//! Pinning-service endpoints.

use std::sync::Arc;

use chrono::{DateTime, Utc};
use parking_lot::Mutex;
use serde::{Deserialize, Serialize};

use pinlane_net::http::{
    CallHandle, CallResponse, CallRunner, FileData, HttpMethod, JSON_MIME, NormalizedError,
    ProgressCallback, QueueConfig, RequestBuilder, RunnerConfig, SequenceNumber,
    SequentialCallQueue, Transport,
};
use pinlane_net::{ReqwestTransport, TrustPolicy};

use crate::config::PinataConfig;
use crate::error::Result;

/// API paths, relative to the configured host.
pub mod paths {
    /// Multipart file upload.
    pub const PIN_FILE_TO_IPFS: &str = "/pinning/pinFileToIPFS";
    /// Raw JSON upload.
    pub const PIN_JSON_TO_IPFS: &str = "/pinning/pinJSONToIPFS";
}

/// Header carrying the API key.
pub const API_KEY_HEADER: &str = "pinata_api_key";
/// Header carrying the secret API key.
pub const SECRET_API_KEY_HEADER: &str = "pinata_secret_api_key";

/// Multipart field holding the file.
pub const FILE_FIELD: &str = "file";
/// Multipart field holding the metadata JSON.
pub const METADATA_FIELD: &str = "pinataMetadata";
/// Multipart field holding the options JSON.
pub const OPTIONS_FIELD: &str = "pinataOptions";

/// Successful pin.
#[derive(Clone, Debug, PartialEq, Eq, Serialize, Deserialize)]
pub struct PinataResponse {
    /// Content identifier of the pinned data.
    #[serde(rename = "IpfsHash")]
    pub ipfs_hash: String,
    /// Size of the pinned data in bytes.
    #[serde(rename = "PinSize")]
    pub pin_size: u64,
    /// When the pin was created.
    #[serde(rename = "Timestamp")]
    pub timestamp: DateTime<Utc>,
}

/// Client for the pinning API.
///
/// Plain pins go through an ordered [`SequentialCallQueue`], so they reach
/// the service in the order they were requested. Uploads with progress use a
/// [`CallRunner`] and run alongside the queue.
///
/// ```ignore
/// let client = PinningClient::connect(PinataConfig::from_file("pinata.toml")?.with_env_overrides())?;
///
/// client.pin_json_to_ipfs(
///     r#"{"name":"sword","damage":12}"#,
///     |pin| println!("pinned as {}", pin.ipfs_hash),
///     |error| eprintln!("{}: {}", error.code, error.description),
/// );
/// ```
pub struct PinningClient<T: Transport> {
    config: PinataConfig,
    queue: SequentialCallQueue<T>,
    runner: CallRunner<T>,
}

impl PinningClient<ReqwestTransport> {
    /// Create a client with a default [`ReqwestTransport`].
    pub fn connect(config: PinataConfig) -> Result<Self> {
        let transport = Arc::new(ReqwestTransport::new()?);
        Self::new(config, transport)
    }
}

impl<T: Transport> PinningClient<T> {
    /// Create a client. The configuration must pass
    /// [`validate`](PinataConfig::validate).
    pub fn new(config: PinataConfig, transport: Arc<T>) -> Result<Self> {
        Self::with_configs(
            config,
            transport,
            QueueConfig::with_name("pinata"),
            RunnerConfig::default(),
        )
    }

    /// Create a client with custom executor configuration.
    pub fn with_configs(
        config: PinataConfig,
        transport: Arc<T>,
        queue_config: QueueConfig,
        runner_config: RunnerConfig,
    ) -> Result<Self> {
        config.validate()?;
        if config.accept_invalid_certs {
            tracing::warn!(
                target: "pinlane::pinata",
                host = %config.host,
                "certificate validation disabled by configuration"
            );
        }

        Ok(Self {
            queue: SequentialCallQueue::with_config(transport.clone(), queue_config),
            runner: CallRunner::with_config(transport, runner_config),
            config,
        })
    }

    /// The client's configuration.
    pub fn config(&self) -> &PinataConfig {
        &self.config
    }

    /// The ordered queue plain pins go through.
    pub fn queue(&self) -> &SequentialCallQueue<T> {
        &self.queue
    }

    /// The runner uploads with progress go through.
    pub fn runner(&self) -> &CallRunner<T> {
        &self.runner
    }

    /// Join the configured host and `path`.
    pub fn api_url(&self, path: &str) -> String {
        self.config.api_url(path)
    }

    /// A POST to `path` carrying the credential headers.
    pub fn authorized_post(&self, path: &str) -> RequestBuilder {
        let trust = if self.config.accept_invalid_certs {
            TrustPolicy::DangerAcceptInvalidCerts
        } else {
            TrustPolicy::Verify
        };
        RequestBuilder::new()
            .url(self.api_url(path))
            .method(HttpMethod::Post)
            .header(API_KEY_HEADER, self.config.api_key.as_str())
            .header(SECRET_API_KEY_HEADER, self.config.secret_api_key.as_str())
            .trust_policy(trust)
    }

    fn pin_file_request(
        &self,
        file: FileData,
        pinata_metadata: &str,
        pinata_options: &str,
    ) -> RequestBuilder {
        self.authorized_post(paths::PIN_FILE_TO_IPFS)
            .form_field(FILE_FIELD, file)
            .form_field(METADATA_FIELD, pinata_metadata)
            .form_field(OPTIONS_FIELD, pinata_options)
    }

    /// Pin a file. Runs on the ordered queue.
    pub fn pin_file_to_ipfs<C, E>(
        &self,
        file: FileData,
        pinata_metadata: &str,
        pinata_options: &str,
        on_completion: C,
        on_error: E,
    ) -> SequenceNumber
    where
        C: FnOnce(PinataResponse) + Send + 'static,
        E: FnOnce(NormalizedError) + Send + 'static,
    {
        tracing::debug!(
            target: "pinlane::pinata",
            filename = %file.filename,
            bytes = file.bytes.len(),
            "pinning file"
        );
        let builder = self.pin_file_request(file, pinata_metadata, pinata_options);
        let (on_completion, on_error) = decode_pin(on_completion, on_error);
        self.queue.enqueue(builder, on_completion, on_error)
    }

    /// Pin a file, reporting upload progress. Runs alongside the queue.
    ///
    /// Returns an error only if the request cannot be built.
    pub fn pin_file_to_ipfs_with_progress<C, E>(
        &self,
        file: FileData,
        pinata_metadata: &str,
        pinata_options: &str,
        on_completion: C,
        on_error: E,
        on_progress: Option<ProgressCallback>,
    ) -> Result<CallHandle>
    where
        C: FnOnce(PinataResponse) + Send + 'static,
        E: FnOnce(NormalizedError) + Send + 'static,
    {
        let spec = self
            .pin_file_request(file, pinata_metadata, pinata_options)
            .build()?;
        let (on_completion, on_error) = decode_pin(on_completion, on_error);
        Ok(self
            .runner
            .send_upload(spec, on_completion, on_error, on_progress))
    }

    /// Pin a JSON document. Runs on the ordered queue.
    ///
    /// The document is sent verbatim with `Content-Type: application/json`.
    pub fn pin_json_to_ipfs<C, E>(
        &self,
        json: impl Into<String>,
        on_completion: C,
        on_error: E,
    ) -> SequenceNumber
    where
        C: FnOnce(PinataResponse) + Send + 'static,
        E: FnOnce(NormalizedError) + Send + 'static,
    {
        let json = json.into();
        tracing::debug!(target: "pinlane::pinata", bytes = json.len(), "pinning JSON");
        let builder = self
            .authorized_post(paths::PIN_JSON_TO_IPFS)
            .content_type(JSON_MIME)
            .text_body(json, Some(JSON_MIME));
        let (on_completion, on_error) = decode_pin(on_completion, on_error);
        self.queue.enqueue(builder, on_completion, on_error)
    }

    /// Pin a JSON value. See [`pin_json_to_ipfs`](Self::pin_json_to_ipfs).
    pub fn pin_json_value<C, E>(
        &self,
        value: &serde_json::Value,
        on_completion: C,
        on_error: E,
    ) -> SequenceNumber
    where
        C: FnOnce(PinataResponse) + Send + 'static,
        E: FnOnce(NormalizedError) + Send + 'static,
    {
        self.pin_json_to_ipfs(value.to_string(), on_completion, on_error)
    }
}

impl<T: Transport> std::fmt::Debug for PinningClient<T> {
    fn fmt(&self, f: &mut std::fmt::Formatter<'_>) -> std::fmt::Result {
        f.debug_struct("PinningClient")
            .field("config", &self.config)
            .field("queue", &self.queue)
            .finish()
    }
}

/// Parse a success body as a [`PinataResponse`].
pub fn parse_pin_response(response: &CallResponse) -> std::result::Result<PinataResponse, NormalizedError> {
    response.json::<PinataResponse>().map_err(|err| {
        NormalizedError::invalid_response(
            response.status,
            response.text(),
            response.headers.clone(),
            err.to_string(),
        )
    })
}

/// Adapt typed callbacks to the raw call callbacks.
///
/// A success body that does not parse is delivered to `on_error`, so exactly
/// one of the two still runs.
fn decode_pin<C, E>(
    on_completion: C,
    on_error: E,
) -> (
    impl FnOnce(CallResponse) + Send + 'static,
    impl FnOnce(NormalizedError) + Send + 'static,
)
where
    C: FnOnce(PinataResponse) + Send + 'static,
    E: FnOnce(NormalizedError) + Send + 'static,
{
    let on_error = Arc::new(Mutex::new(Some(on_error)));
    let fallback = on_error.clone();

    let completion = move |response: CallResponse| match parse_pin_response(&response) {
        Ok(pin) => {
            tracing::debug!(
                target: "pinlane::pinata",
                ipfs_hash = %pin.ipfs_hash,
                pin_size = pin.pin_size,
                "pinned"
            );
            on_completion(pin);
        }
        Err(error) => {
            tracing::warn!(
                target: "pinlane::pinata",
                status = error.status,
                error = %error.description,
                "unexpected pin response"
            );
            if let Some(on_error) = fallback.lock().take() {
                on_error(error);
            }
        }
    };
    let failure = move |error: NormalizedError| {
        tracing::debug!(
            target: "pinlane::pinata",
            status = error.status,
            code = %error.code,
            "pin failed"
        );
        if let Some(on_error) = on_error.lock().take() {
            on_error(error);
        }
    };
    (completion, failure)
}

**TASK GOAL:**
Up to and including the line with "the options JSON.", please return the records exactly, beginning from their first line.

**SOLUTION TO THIS PROBLEM:**
//! Pinning-service endpoints.

use std::sync::Arc;

use chrono::{DateTime, Utc};
use parking_lot::Mutex;
use serde::{Deserialize, Serialize};

use pinlane_net::http::{
    CallHandle, CallResponse, CallRunner, FileData, HttpMethod, JSON_MIME, NormalizedError,
    ProgressCallback, QueueConfig, RequestBuilder, RunnerConfig, SequenceNumber,
    SequentialCallQueue, Transport,
};
use pinlane_net::{ReqwestTransport, TrustPolicy};

use crate::config::PinataConfig;
use crate::error::Result;

/// API paths, relative to the configured host.
pub mod paths {
    /// Multipart file upload.
    pub const PIN_FILE_TO_IPFS: &str = "/pinning/pinFileToIPFS";
    /// Raw JSON upload.
    pub const PIN_JSON_TO_IPFS: &str = "/pinning/pinJSONToIPFS";
}

/// Header carrying the API key.
pub const API_KEY_HEADER: &str = "pinata_api_key";
/// Header carrying the secret API key.
pub const SECRET_API_KEY_HEADER: &str = "pinata_secret_api_key";

/// Multipart field holding the file.
pub const FILE_FIELD: &str = "file";
/// Multipart field holding the metadata JSON.
pub const METADATA_FIELD: &str = "pinataMetadata";
/// Multipart field holding the options JSON.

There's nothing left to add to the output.